Demais disso, a Secretaria da Receita Federal editou a Instrução Normativa nº 72, de 10 de setembro de 1997 para regulamentar as disposições atinentes à exclusão da incidência do Imposto de Renda na Fonte das operações de hedge, inclusive as de “swap” para esse fim (cfr. art. 19 da mencionada Instrução Normativa). Com advento da Lei nº 9.532, de 10 de dezembro de 1997, as operações de “swap” passaram a ser tributadas à mesma alíquota das aplicações financeiras de renda fixa, “ex vi” do artigo 36 do referido diploma legal. Em decorrência, a Secretaria da Receita Federal editou a Instrução Normativa nº 96, de 26 de dezembro de 1997, para regular essa alteração, mas não alterou as disposições da Instrução Normativa nº 72/97 atinente às operações de “swap” para fins de hedge.15

Em 29 de dezembro de 1998, contudo, o Presidente da República editou a Medida Provisória nº 1.788, cujo artigo 5º era do seguinte teor: “Art. 5º. Os rendimentos auferidos em qualquer aplicação ou operação financeira de renda fixa ou de renda variável sujeitam-se à incidência do imposto de renda na fonte, mesmo no caso das operações de cobertura (hedge), realizadas por meio de operações de swap e outras, nos mercados de derivativos. Parágrafo único. A retenção na fonte de que trata este artigo não se aplica no caso de beneficiário referido no inciso I do artigo 77 da Lei nº 8.981, de 1995.”

A referida Medida Provisória foi convertida na Lei nº 9.779, de 19 de janeiro de 1999, cujo artigo 5º passou a vigorar com o seguinte teor: “Art. 5º. Os rendimentos auferidos em qualquer aplicação ou operação financeira de renda fixa ou de renda variável sujeitam-se à incidência do imposto de renda na fonte, mesmo no caso das operações de cobertura (hedge), realizadas por meio de operações de swap e outras, nos mercados de derivativos. Parágrafo único. A retenção na fonte de que trata este artigo não se aplica no caso de beneficiário no inciso I do artigo 77 da Lei nº 8.981, de 20 de janeiro de 1995, com redação dada pela Lei nº 9.065, de 20 de junho de 1995.”

Com a edição da Medida Provisória nº 1.778/98, a Secretaria da Receita Federal baixou o Ato Declaratório nº 2, de 6 de janeiro de 1999, firmando o entendimento que a incidência do imposto retido na fonte, sobre os rendimentos auferidos nas liquidações das operações de “swap” para fins de hedge, alcançaria, inclusive, as operações contratadas anteriormente a 1º de janeiro de 1999.
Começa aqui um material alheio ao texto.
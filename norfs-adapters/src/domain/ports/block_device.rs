//! BlockDevice port - the callbacks a filesystem drives.
//!
//! Addresses are `(block, offset)` pairs relative to the volume; turning
//! them into flash byte addresses is the implementor's job.

use crate::domain::{error::DeviceError, value_objects::VolumeConfig};

/// Block-level storage as seen by the filesystem.
///
/// All operations are synchronous and block until the transfer completes.
/// Implementations are not reentrant: `&mut self` on every call makes the
/// single-owner requirement explicit.
///
/// # Contract
///
/// | Operation | Effect |
/// |-----------|--------|
/// | `read`    | fill `buffer` from `block_size * block + offset` |
/// | `program` | write `data` to `block_size * block + offset`; the region must be erased |
/// | `erase`   | erase the whole physical sector backing `block` |
/// | `sync`    | flush pending writes; a no-op for write-through devices |
///
/// Callers keep `offset + len <= block_size` and align offsets and lengths
/// to [`VolumeConfig::read_size`] / [`VolumeConfig::prog_size`].
pub trait BlockDevice {
    /// Geometry this device was built for.
    fn config(&self) -> &VolumeConfig;

    /// Read `buffer.len()` bytes at `offset` within `block`.
    ///
    /// # Errors
    ///
    /// Returns the driver fault as a [`DeviceError`].
    fn read(&mut self, block: u32, offset: u32, buffer: &mut [u8]) -> Result<(), DeviceError>;

    /// Program `data` at `offset` within `block`.
    ///
    /// No read-modify-write is performed: the target bytes must have been
    /// erased since they were last programmed.
    ///
    /// # Errors
    ///
    /// Returns the driver fault as a [`DeviceError`].
    fn program(&mut self, block: u32, offset: u32, data: &[u8]) -> Result<(), DeviceError>;

    /// Erase `block`, returning every byte to the erased state.
    ///
    /// # Errors
    ///
    /// Returns the driver fault as a [`DeviceError`].
    fn erase(&mut self, block: u32) -> Result<(), DeviceError>;

    /// Flush writes the device may still be holding.
    ///
    /// The default implementation is a no-op that always succeeds, which is
    /// correct for drivers that program synchronously.
    ///
    /// # Errors
    ///
    /// Returns the driver fault as a [`DeviceError`].
    fn sync(&mut self) -> Result<(), DeviceError> {
        Ok(())
    }
}

impl<T: BlockDevice + ?Sized> BlockDevice for &mut T {
    fn config(&self) -> &VolumeConfig {
        T::config(self)
    }

    fn read(&mut self, block: u32, offset: u32, buffer: &mut [u8]) -> Result<(), DeviceError> {
        T::read(self, block, offset, buffer)
    }

    fn program(&mut self, block: u32, offset: u32, data: &[u8]) -> Result<(), DeviceError> {
        T::program(self, block, offset, data)
    }

    fn erase(&mut self, block: u32) -> Result<(), DeviceError> {
        T::erase(self, block)
    }

    fn sync(&mut self) -> Result<(), DeviceError> {
        T::sync(self)
    }
}
//! NOR flash adapter for embedded-storage traits
//!
//! This module provides the block-device adapter: it wraps a type
//! implementing the `embedded-storage` NOR flash traits and exposes it as a
//! [`BlockDevice`] for the filesystem.
//!
//! # Example
//!
//! ```ignore
//! use norfs_adapters::{NorFlashAdapter, VolumeConfig};
//!
//! let flash = W25q::new(spi, cs);
//! let adapter = NorFlashAdapter::new(flash, VolumeConfig::w25q_reference())?;
//! ```

use embedded_storage::nor_flash::{NorFlash, NorFlashError as _};

use crate::domain::{
    BlockDevice, ConfigError, DeviceError, NoRetry, Operation, RetryPolicy, VolumeConfig,
};

/// Adapter that wraps embedded-storage NOR flash as a [`BlockDevice`].
///
/// Every block maps to exactly one erase sector:
/// `address = base + block * block_size + offset`.
/// Reads and programs are passed straight through (no read-modify-write,
/// no implicit erase) and `sync` is a no-op because the NOR flash traits
/// are write-through.
///
/// Geometry is checked against the chip once, in [`new`](Self::new) /
/// [`with_base`](Self::with_base); the per-call paths only debug-assert the
/// caller's preconditions.
///
/// # Example
///
/// ```ignore
/// use norfs_adapters::{NorFlashAdapter, RetryTimes, VolumeConfig};
///
/// let config = VolumeConfig::w25q_reference();
/// // Volume in the upper half of a 1 MiB chip, retrying flaky transfers twice
/// let adapter = NorFlashAdapter::with_base(flash, config, 0x8_0000)?
///     .with_retry(RetryTimes(2));
/// ```
pub struct NorFlashAdapter<F, R = NoRetry> {
    flash: F,
    config: VolumeConfig,
    base: u32,
    retry: R,
}

impl<F: NorFlash> NorFlashAdapter<F, NoRetry> {
    /// Create an adapter for a volume starting at flash address 0.
    ///
    /// # Errors
    ///
    /// Returns a [`ConfigError`] if the geometry does not fit the chip: the
    /// block size differs from the erase size, a granularity is not a
    /// multiple of the chip's, or the volume exceeds the chip's capacity.
    pub fn new(flash: F, config: VolumeConfig) -> Result<Self, ConfigError> {
        Self::with_base(flash, config, 0)
    }

    /// Create an adapter for a volume starting at flash address `base`.
    ///
    /// # Errors
    ///
    /// As [`new`](Self::new), plus [`ConfigError::UnalignedBase`] when `base`
    /// is not sector-aligned.
    pub fn with_base(flash: F, config: VolumeConfig, base: u32) -> Result<Self, ConfigError> {
        check_geometry(&flash, &config, base)?;
        debug!(
            "nor flash adapter: {} blocks of {} bytes at {:#x}",
            config.block_count(),
            config.block_size(),
            base
        );
        Ok(Self {
            flash,
            config,
            base,
            retry: NoRetry,
        })
    }
}

impl<F: NorFlash, R: RetryPolicy> NorFlashAdapter<F, R> {
    /// Replace the retry policy.
    pub fn with_retry<P: RetryPolicy>(self, retry: P) -> NorFlashAdapter<F, P> {
        NorFlashAdapter {
            flash: self.flash,
            config: self.config,
            base: self.base,
            retry,
        }
    }

    /// Flash byte address of `offset` within `block`.
    #[inline]
    pub fn physical_address(&self, block: u32, offset: u32) -> u32 {
        self.base + self.config.byte_address(block, offset)
    }

    /// Region base address.
    pub fn base(&self) -> u32 {
        self.base
    }

    /// Get a reference to the underlying flash.
    pub fn flash(&self) -> &F {
        &self.flash
    }

    /// Get a mutable reference to the underlying flash.
    pub fn flash_mut(&mut self) -> &mut F {
        &mut self.flash
    }

    /// Consume the adapter and return the underlying flash.
    pub fn into_inner(self) -> F {
        self.flash
    }

    #[inline]
    fn check_range(&self, block: u32, offset: u32, len: usize) {
        debug_assert!(block < self.config.block_count(), "block {} out of range", block);
        debug_assert!(
            offset as usize + len <= self.config.block_size() as usize,
            "access crosses block boundary"
        );
    }

    fn attempt(
        &mut self,
        operation: Operation,
        block: u32,
        mut op: impl FnMut(&mut F) -> Result<(), F::Error>,
    ) -> Result<(), DeviceError> {
        let mut failures = 0;
        loop {
            match op(&mut self.flash) {
                Ok(()) => return Ok(()),
                Err(e) => {
                    failures += 1;
                    let error = DeviceError::new(operation, block, e.kind().into());
                    if !self.retry.should_retry(&error, failures) {
                        warn!("flash {} of block {} failed", operation, block);
                        return Err(error);
                    }
                    debug!("retrying flash {} of block {} ({})", operation, block, failures);
                }
            }
        }
    }
}

fn check_geometry<F: NorFlash>(
    flash: &F,
    config: &VolumeConfig,
    base: u32,
) -> Result<(), ConfigError> {
    if config.block_size() as usize != F::ERASE_SIZE {
        return Err(ConfigError::EraseSizeMismatch {
            block_size: config.block_size(),
            erase_size: F::ERASE_SIZE,
        });
    }
    let granularities = [
        ("read_size", config.read_size(), F::READ_SIZE),
        ("prog_size", config.prog_size(), F::WRITE_SIZE),
    ];
    for (field, value, chip) in granularities {
        if value as usize % chip != 0 {
            return Err(ConfigError::Misaligned {
                field,
                value,
                granularity: chip as u32,
            });
        }
    }
    if base as usize % F::ERASE_SIZE != 0 {
        return Err(ConfigError::UnalignedBase {
            base,
            erase_size: F::ERASE_SIZE,
        });
    }
    let required = base as u64 + config.capacity();
    let capacity = flash.capacity() as u64;
    if required > capacity || required > u32::MAX as u64 {
        return Err(ConfigError::ExceedsFlash { required, capacity });
    }
    Ok(())
}

impl<F: NorFlash, R: RetryPolicy> BlockDevice for NorFlashAdapter<F, R> {
    fn config(&self) -> &VolumeConfig {
        &self.config
    }

    fn read(&mut self, block: u32, offset: u32, buffer: &mut [u8]) -> Result<(), DeviceError> {
        self.check_range(block, offset, buffer.len());
        let address = self.physical_address(block, offset);
        trace!("read {} bytes at {:#x}", buffer.len(), address);
        self.attempt(Operation::Read, block, |flash| flash.read(address, &mut buffer[..]))
    }

    fn program(&mut self, block: u32, offset: u32, data: &[u8]) -> Result<(), DeviceError> {
        self.check_range(block, offset, data.len());
        let address = self.physical_address(block, offset);
        trace!("program {} bytes at {:#x}", data.len(), address);
        self.attempt(Operation::Program, block, |flash| flash.write(address, data))
    }

    fn erase(&mut self, block: u32) -> Result<(), DeviceError> {
        self.check_range(block, 0, 0);
        let from = self.physical_address(block, 0);
        let to = from + self.config.block_size();
        trace!("erase sector {:#x}..{:#x}", from, to);
        self.attempt(Operation::Erase, block, |flash| flash.erase(from, to))
    }

    fn sync(&mut self) -> Result<(), DeviceError> {
        // NOR flash writes are synchronous
        Ok(())
    }
}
Demais disso, esse novo regime tributário foi regulamentado pelo art. 770 do RIR/99 e pela Instrução Normativa 123/99.

Da análise da evolução legislativa, percebe-se que a Lei nº 9.065/95 não alterou o artigo 77 da Lei nº 8.981/95, seu inciso V ou seu parágrafo primeiro e tampouco o revogou expressamente. Portanto, há uma antinomia aparente de normas, que poderá ser afastada, talvez, pela aplicação do princípio geral que determina que a lei posterior revoga a lei anterior.

Todavia, há necessidade de se verificar se a Lei nº 9.779/99 foi validamente promulgada, tanto do ponto de vista formal, isto é, se foi eleito o instrumento adequado para realizar essa alteração, como do ponto de vista material; vale dizer, se a matéria disciplinada não afrontou disposição hierarquicamente superior. Num caso, a inobservância acarretaria inconstitucionalidade formal, noutro, material. Mas em nenhum desses casos, do ponto de vista teórico, a Lei seria válida.
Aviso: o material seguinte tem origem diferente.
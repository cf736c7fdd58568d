use crate::particle::Particle;
use crate::surface::DrawSurface;
use crate::viewport::Viewport;

/// Advance one particle by one tick and draw it.
///
/// The bounce check looks at the position *before* the move, so a particle
/// can overshoot an edge by one tick of travel before it turns around. A
/// position exactly on an edge counts as inside.
pub fn step<S: DrawSurface + ?Sized>(particle: &mut Particle, viewport: Viewport, surface: &mut S) {
    advance(particle, viewport);
    particle.draw(surface);
}

/// The motion half of [`step`].
pub fn advance(particle: &mut Particle, viewport: Viewport) {
    if outside(particle.position.x, viewport.width) {
        particle.direction.x = -particle.direction.x;
    }
    if outside(particle.position.y, viewport.height) {
        particle.direction.y = -particle.direction.y;
    }
    particle.position += particle.direction;
}

fn outside(value: f32, extent: f32) -> bool {
    value > extent || value < 0.0
}

#[cfg(test)]
mod tests {
    use super::*;
    use crate::config::DEFAULT_COLOR;
    use crate::surface::DrawList;
    use glam::Vec2;

    fn particle(x: f32, y: f32, dx: f32, dy: f32) -> Particle {
        Particle::new(Vec2::new(x, y), Vec2::new(dx, dy), 2.0, DEFAULT_COLOR)
    }

    #[test]
    fn moves_freely_inside() {
        let mut p = particle(10.0, 10.0, 0.2, -0.1);
        advance(&mut p, Viewport::new(100.0, 100.0));
        assert_eq!(p.direction, Vec2::new(0.2, -0.1));
        assert!((p.position - Vec2::new(10.2, 9.9)).length() < 1e-5);
    }

    #[test]
    fn on_boundary_does_not_flip() {
        let mut p = particle(100.0, 0.0, 0.2, -0.2);
        advance(&mut p, Viewport::new(100.0, 100.0));
        assert_eq!(p.direction, Vec2::new(0.2, -0.2));
        // Now past both edges: next tick turns around.
        advance(&mut p, Viewport::new(100.0, 100.0));
        assert_eq!(p.direction, Vec2::new(-0.2, 0.2));
    }

    #[test]
    fn outside_flips_before_moving() {
        let mut p = particle(100.5, -0.5, 0.2, -0.2);
        advance(&mut p, Viewport::new(100.0, 100.0));
        assert_eq!(p.direction, Vec2::new(-0.2, 0.2));
        assert!((p.position - Vec2::new(100.3, -0.3)).length() < 1e-5);
    }

    #[test]
    fn step_draws_at_new_position() {
        let mut p = particle(10.0, 10.0, 1.0, 1.0);
        let mut list = DrawList::new();
        step(&mut p, Viewport::new(100.0, 100.0), &mut list);

        let disks: Vec<_> = list.disks().collect();
        assert_eq!(disks, vec![(Vec2::new(11.0, 11.0), 2.0, DEFAULT_COLOR)]);
    }
}
//! Runs the field without a window, recording into a [`DrawList`].

use log::{info, warn};
use particle_network::{
    DrawList, FieldConfig, FrameBudget, FrameDriver, Refresh, RefreshHost, Viewport,
};

use crate::framepace::Framepacer;

/// Hands out one refresh per paced frame.
struct PacedRefresh {
    pacer: Framepacer,
    started: bool,
}

impl RefreshHost for PacedRefresh {
    fn next_refresh(&mut self) -> Refresh {
        if self.started {
            self.pacer.end_frame();
        }
        self.started = true;
        self.pacer.begin_frame();
        Refresh::Frame
    }
}

pub fn run(
    config: FieldConfig,
    viewport: Viewport,
    seed: Option<u64>,
    framerate: Option<u32>,
    budget: FrameBudget,
) -> anyhow::Result<()> {
    if budget == FrameBudget::Unlimited {
        warn!("Running headless without --frames; this only ends when the process is killed");
    }

    let mut driver = FrameDriver::from_seed(config, viewport, seed)?.with_budget(budget);
    let mut surface = DrawList::new();
    let mut host = PacedRefresh {
        pacer: Framepacer::new(framerate),
        started: false,
    };

    info!(
        "Headless field {}x{} with {} particles",
        viewport.width,
        viewport.height,
        driver.store().len()
    );
    if !host.pacer.is_limited() {
        info!("Headless frames are unpaced");
    }

    let frames = driver.run(&mut surface, &mut host);
    let stats = driver.last_stats();
    info!(
        "Rendered {frames} frames; last frame drew {} disks and {} links",
        surface.disk_count(),
        stats.links
    );

    Ok(())
}
//! Faint lines between neighbouring particles.

use crate::config::LinkParams;
use crate::particle::Particle;
use crate::surface::DrawSurface;
use crate::viewport::Viewport;

/// Opacity of a link between two particles `distance_sq` apart.
///
/// Goes negative past `fade`; callers only ask below the link threshold.
pub fn link_opacity(distance_sq: f32, params: &LinkParams) -> f32 {
    (1.0 - distance_sq / params.fade) * params.max_opacity
}

/// Draw one line per pair closer than the viewport's link threshold and
/// return how many were drawn.
///
/// Every unordered pair is visited once, so this is O(n²); the density
/// divisor keeps `n` small. Distances stay squared throughout.
pub fn link_all<S: DrawSurface + ?Sized>(
    particles: &[Particle],
    viewport: Viewport,
    params: &LinkParams,
    surface: &mut S,
) -> usize {
    let threshold = viewport.link_threshold(params.divisor);
    let mut drawn = 0;

    for (a, first) in particles.iter().enumerate() {
        let start = if params.self_pairs { a } else { a + 1 };
        for second in &particles[start..] {
            let distance_sq = first.position.distance_squared(second.position);
            if distance_sq < threshold {
                let opacity = link_opacity(distance_sq, params);
                let color = params.color.with_alpha(params.color.a * opacity);
                surface.stroke_line(first.position, second.position, params.width, color);
                drawn += 1;
            }
        }
    }

    drawn
}

#[cfg(test)]
mod tests {
    use super::*;
    use crate::config::DEFAULT_COLOR;
    use crate::surface::DrawList;
    use glam::Vec2;

    fn at(x: f32, y: f32) -> Particle {
        Particle::new(Vec2::new(x, y), Vec2::ZERO, 1.0, DEFAULT_COLOR)
    }

    #[test]
    fn close_pair_gets_faded_line() {
        let particles = [at(0.0, 0.0), at(10.0, 10.0)];
        let params = LinkParams {
            self_pairs: false,
            ..LinkParams::default()
        };
        let mut list = DrawList::new();

        let drawn = link_all(&particles, Viewport::new(700.0, 700.0), &params, &mut list);
        assert_eq!(drawn, 1);

        let (from, to, width, color) = list.lines().next().unwrap();
        assert_eq!(from, Vec2::ZERO);
        assert_eq!(to, Vec2::new(10.0, 10.0));
        assert_eq!(width, 1.0);
        assert!((color.a - 0.1485).abs() < 1e-6, "opacity {}", color.a);
    }

    #[test]
    fn translucent_color_scales_opacity() {
        let particles = [at(0.0, 0.0), at(10.0, 10.0)];
        let params = LinkParams {
            self_pairs: false,
            color: DEFAULT_COLOR.with_alpha(0.5),
            ..LinkParams::default()
        };
        let mut list = DrawList::new();

        link_all(&particles, Viewport::new(700.0, 700.0), &params, &mut list);
        let (_, _, _, color) = list.lines().next().unwrap();
        assert!((color.a - 0.07425).abs() < 1e-6, "opacity {}", color.a);
    }

    #[test]
    fn self_pairs_add_one_line_per_particle() {
        let particles = [at(0.0, 0.0), at(10.0, 10.0), at(600.0, 600.0)];
        let mut list = DrawList::new();

        let drawn = link_all(
            &particles,
            Viewport::new(700.0, 700.0),
            &LinkParams::default(),
            &mut list,
        );
        // three self-links plus the one close pair
        assert_eq!(drawn, 4);
        let zero_length = list.lines().filter(|(a, b, _, _)| a == b).count();
        assert_eq!(zero_length, 3);
        assert!(list
            .lines()
            .filter(|(a, b, _, _)| a == b)
            .all(|(_, _, _, c)| (c.a - 0.15).abs() < 1e-6));
    }

    #[test]
    fn threshold_is_exclusive() {
        // threshold (700/7)^2 = 10000; distance² exactly 10000 is not linked.
        let particles = [at(0.0, 0.0), at(100.0, 0.0), at(0.0, 99.9)];
        let params = LinkParams {
            self_pairs: false,
            ..LinkParams::default()
        };
        let mut list = DrawList::new();

        let drawn = link_all(&particles, Viewport::new(700.0, 700.0), &params, &mut list);
        assert_eq!(drawn, 1);
        let (_, to, _, _) = list.lines().next().unwrap();
        assert_eq!(to, Vec2::new(0.0, 99.9));
    }

    #[test]
    fn degenerate_viewport_links_nothing() {
        let particles = [at(0.0, 0.0), at(0.0, 0.0)];
        let mut list = DrawList::new();
        let drawn = link_all(
            &particles,
            Viewport::new(0.0, 700.0),
            &LinkParams::default(),
            &mut list,
        );
        assert_eq!(drawn, 0);
    }

    #[test]
    fn opacity_passes_through_negative_values() {
        let params = LinkParams::default();
        assert!(link_opacity(30_000.0, &params) < 0.0);
        assert!((link_opacity(0.0, &params) - 0.15).abs() < 1e-6);
    }
}
use std::time::{Duration, Instant};

/// Caps the frame rate and keeps a smoothed FPS reading for the overlay.
pub struct Framepacer {
    frame_start: Instant,
    target: Option<Duration>,
    smoothed_frametime: f32,
}

impl Framepacer {
    pub fn new(framerate: Option<u32>) -> Self {
        Self {
            frame_start: Instant::now(),
            target: framerate
                .filter(|fps| *fps > 0)
                .map(|fps| Duration::from_secs_f64(1.0 / fps as f64)),
            smoothed_frametime: 0.0,
        }
    }

    pub fn is_limited(&self) -> bool {
        self.target.is_some()
    }

    /// Seconds spent in the current frame so far.
    pub fn frametime(&self) -> f32 {
        self.frame_start.elapsed().as_secs_f32()
    }

    pub fn framerate(&self) -> f32 {
        if self.smoothed_frametime > f32::EPSILON {
            1.0 / self.smoothed_frametime
        } else {
            0.0
        }
    }

    pub fn begin_frame(&mut self) {
        self.frame_start = Instant::now();
    }

    /// Sleep out the rest of the frame when limited, then record its length.
    pub fn end_frame(&mut self) {
        if let Some(target) = self.target {
            const ACCURACY: Duration = Duration::from_micros(100);
            if let Some(sleep_time) = target.checked_sub(self.frame_start.elapsed() + ACCURACY) {
                std::thread::sleep(sleep_time);
            }
            while self.frame_start.elapsed() < target {
                std::thread::yield_now();
            }
        }

        let frametime = self.frametime();
        self.smoothed_frametime = if self.smoothed_frametime == 0.0 {
            frametime
        } else {
            self.smoothed_frametime * 0.9 + frametime * 0.1
        };
    }
}
use glam::Vec2;
use rand::Rng;

use crate::config::FieldConfig;
use crate::particle::Particle;
use crate::viewport::Viewport;

/// One generation of particles. Rebuilt wholesale, never edited piecemeal.
#[derive(Debug, Clone, Default)]
pub struct ParticleStore {
    particles: Vec<Particle>,
}

/// `floor(area / density)`.
pub fn particle_count(viewport: Viewport, density: f32) -> usize {
    (viewport.area() / density as f64).floor() as usize
}

impl ParticleStore {
    pub fn initialize<R: Rng + ?Sized>(
        viewport: Viewport,
        config: &FieldConfig,
        rng: &mut R,
    ) -> Self {
        let count = particle_count(viewport, config.density);
        let size_span = config.max_size - config.min_size;

        let particles = (0..count)
            .map(|_| {
                let size = config.min_size + rng.gen::<f32>() * size_span;
                let position = Vec2::new(
                    spawn_axis(viewport.width, size, rng.gen()),
                    spawn_axis(viewport.height, size, rng.gen()),
                );
                let direction = Vec2::new(
                    rng.gen::<f32>() * config.max_speed * 2.0 - config.max_speed,
                    rng.gen::<f32>() * config.max_speed * 2.0 - config.max_speed,
                );
                Particle::new(position, direction, size, config.color)
            })
            .collect();

        Self { particles }
    }

    pub fn len(&self) -> usize {
        self.particles.len()
    }

    pub fn is_empty(&self) -> bool {
        self.particles.is_empty()
    }

    pub fn as_slice(&self) -> &[Particle] {
        &self.particles
    }

    pub fn iter(&self) -> std::slice::Iter<'_, Particle> {
        self.particles.iter()
    }

    pub fn iter_mut(&mut self) -> std::slice::IterMut<'_, Particle> {
        self.particles.iter_mut()
    }
}

/// Keeps a `2 * size` margin on both sides; centres the disk when the axis is too short for it.
fn spawn_axis(extent: f32, size: f32, r: f32) -> f32 {
    let span = extent - size * 4.0;
    if span <= 0.0 {
        return extent / 2.0;
    }
    size * 2.0 + r * span
}

#[cfg(test)]
mod tests {
    use super::*;
    use rand::{rngs::StdRng, SeedableRng};

    #[test]
    fn count_scales_with_area() {
        assert_eq!(particle_count(Viewport::new(420.0, 420.0), 18_000.0), 9);
        assert_eq!(particle_count(Viewport::new(100.0, 179.0), 18_000.0), 0);
        assert_eq!(particle_count(Viewport::new(100.0, 180.0), 18_000.0), 1);
        assert_eq!(particle_count(Viewport::new(1920.0, 1080.0), 18_000.0), 115);
    }

    #[test]
    fn zero_area_is_empty() {
        let mut rng = StdRng::seed_from_u64(1);
        let store = ParticleStore::initialize(
            Viewport::new(0.0, 900.0),
            &FieldConfig::default(),
            &mut rng,
        );
        assert!(store.is_empty());
    }

    #[test]
    fn particles_spawn_inside_with_bounded_attributes() {
        let mut rng = StdRng::seed_from_u64(42);
        let config = FieldConfig::default();
        let viewport = Viewport::new(800.0, 600.0);
        let store = ParticleStore::initialize(viewport, &config, &mut rng);
        assert_eq!(store.len(), 26);

        for p in store.iter() {
            assert!((1.0..3.0).contains(&p.size), "size {}", p.size);
            assert!(p.position.x - p.size >= 0.0 && p.position.x + p.size <= viewport.width);
            assert!(p.position.y - p.size >= 0.0 && p.position.y + p.size <= viewport.height);
            assert!(p.direction.x.abs() <= 0.2 && p.direction.y.abs() <= 0.2);
            assert_eq!(p.color, config.color);
        }
    }

    #[test]
    fn narrow_axis_centres_particles() {
        let mut rng = StdRng::seed_from_u64(3);
        let viewport = Viewport::new(2.0, 90_000.0);
        let store = ParticleStore::initialize(viewport, &FieldConfig::default(), &mut rng);
        assert_eq!(store.len(), 10);
        assert!(store.iter().all(|p| p.position.x == 1.0));
    }
}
De fato, a doutrina tem suscitado algumas inconstitucionalidades, cujo debate, inclusive, foi levado ao Poder Judiciário. Assim, passa-se à sistematização e análise de algumas dessas questões.

III. O Ato Declaratório SRF nº 02/99 e os Princípios da Legalidade, Retroatividade

Uma das primeiras questões levantadas diz respeito ao Ato Declaratório da Secretaria da Receita Federal nº 02/99.
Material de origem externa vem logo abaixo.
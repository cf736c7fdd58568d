//! The drawing seam between the simulator and whatever rasterises it.

use glam::Vec2;

use crate::particle::Rgba;

/// A 2D surface the field draws on, sized to the viewport.
pub trait DrawSurface {
    /// Erase everything drawn so far.
    fn clear(&mut self);

    fn fill_disk(&mut self, center: Vec2, radius: f32, color: Rgba);

    /// Stroke a straight segment. `color.a` may fall slightly outside `[0, 1]`.
    fn stroke_line(&mut self, from: Vec2, to: Vec2, width: f32, color: Rgba);
}

#[derive(Debug, Clone, Copy, PartialEq)]
pub enum DrawCommand {
    Disk {
        center: Vec2,
        radius: f32,
        color: Rgba,
    },
    Line {
        from: Vec2,
        to: Vec2,
        width: f32,
        color: Rgba,
    },
}

/// Records draw calls for the current frame.
///
/// The window host uploads it to the GPU, the headless host and the tests
/// inspect it directly.
#[derive(Debug, Default, Clone)]
pub struct DrawList {
    commands: Vec<DrawCommand>,
    clears: u64,
}

impl DrawList {
    pub fn new() -> Self {
        Self::default()
    }

    pub fn commands(&self) -> &[DrawCommand] {
        &self.commands
    }

    /// Number of times the list has been cleared, i.e. frames started.
    pub fn clears(&self) -> u64 {
        self.clears
    }

    pub fn disks(&self) -> impl Iterator<Item = (Vec2, f32, Rgba)> + '_ {
        self.commands.iter().filter_map(|c| match *c {
            DrawCommand::Disk {
                center,
                radius,
                color,
            } => Some((center, radius, color)),
            DrawCommand::Line { .. } => None,
        })
    }

    pub fn lines(&self) -> impl Iterator<Item = (Vec2, Vec2, f32, Rgba)> + '_ {
        self.commands.iter().filter_map(|c| match *c {
            DrawCommand::Line {
                from,
                to,
                width,
                color,
            } => Some((from, to, width, color)),
            DrawCommand::Disk { .. } => None,
        })
    }

    pub fn disk_count(&self) -> usize {
        self.disks().count()
    }

    pub fn line_count(&self) -> usize {
        self.lines().count()
    }
}

impl DrawSurface for DrawList {
    fn clear(&mut self) {
        self.commands.clear();
        self.clears += 1;
    }

    fn fill_disk(&mut self, center: Vec2, radius: f32, color: Rgba) {
        self.commands.push(DrawCommand::Disk {
            center,
            radius,
            color,
        });
    }

    fn stroke_line(&mut self, from: Vec2, to: Vec2, width: f32, color: Rgba) {
        self.commands.push(DrawCommand::Line {
            from,
            to,
            width,
            color,
        });
    }
}

#[cfg(test)]
mod tests {
    use super::*;

    #[test]
    fn clear_drops_recorded_commands() {
        let mut list = DrawList::new();
        let white = Rgba::rgb(1.0, 1.0, 1.0);
        list.fill_disk(Vec2::ZERO, 1.0, white);
        list.stroke_line(Vec2::ZERO, Vec2::ONE, 1.0, white);
        assert_eq!(list.disk_count(), 1);
        assert_eq!(list.line_count(), 1);

        list.clear();
        assert!(list.commands().is_empty());
        assert_eq!(list.clears(), 1);
    }
}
Com efeito, o Ato Declaratório SRF 02/99, como acima mencionado, firmou o entendimento da Administração Tributária no sentido de que “a incidência do imposto na fonte de que trata o art. 5º da Medida Provisória nº 1.788, de 29 de dezembro de 1998, aplica-se aos rendimentos auferidos nas liquidações de operações de swap, utilizadas como cobertura (hedge), ocorridas a partir de 1º de janeiro de 1999, ainda que a operação tenha sido contratada em data anterior.”

A referida Medida Provisória entrou em vigor na data de sua publicação, isto é, 30 de dezembro de 1998.

Duas são as teses contrárias a esse Ato Declaratório: (i) a primeira, que pretende impugná-lo por ilegalidade, uma vez que o Secretário da Receita Federal foi além do que estabeleceu a Lei, ao dizer que o Imposto da Renda na Fonte incidiria também em operações de “swap” para fins de hedge que tenham sido contratadas antes da edição da Medida Provisória; e (ii) a segunda, que ataca o ato por violação ao princípio da irretroatividade da lei tributária.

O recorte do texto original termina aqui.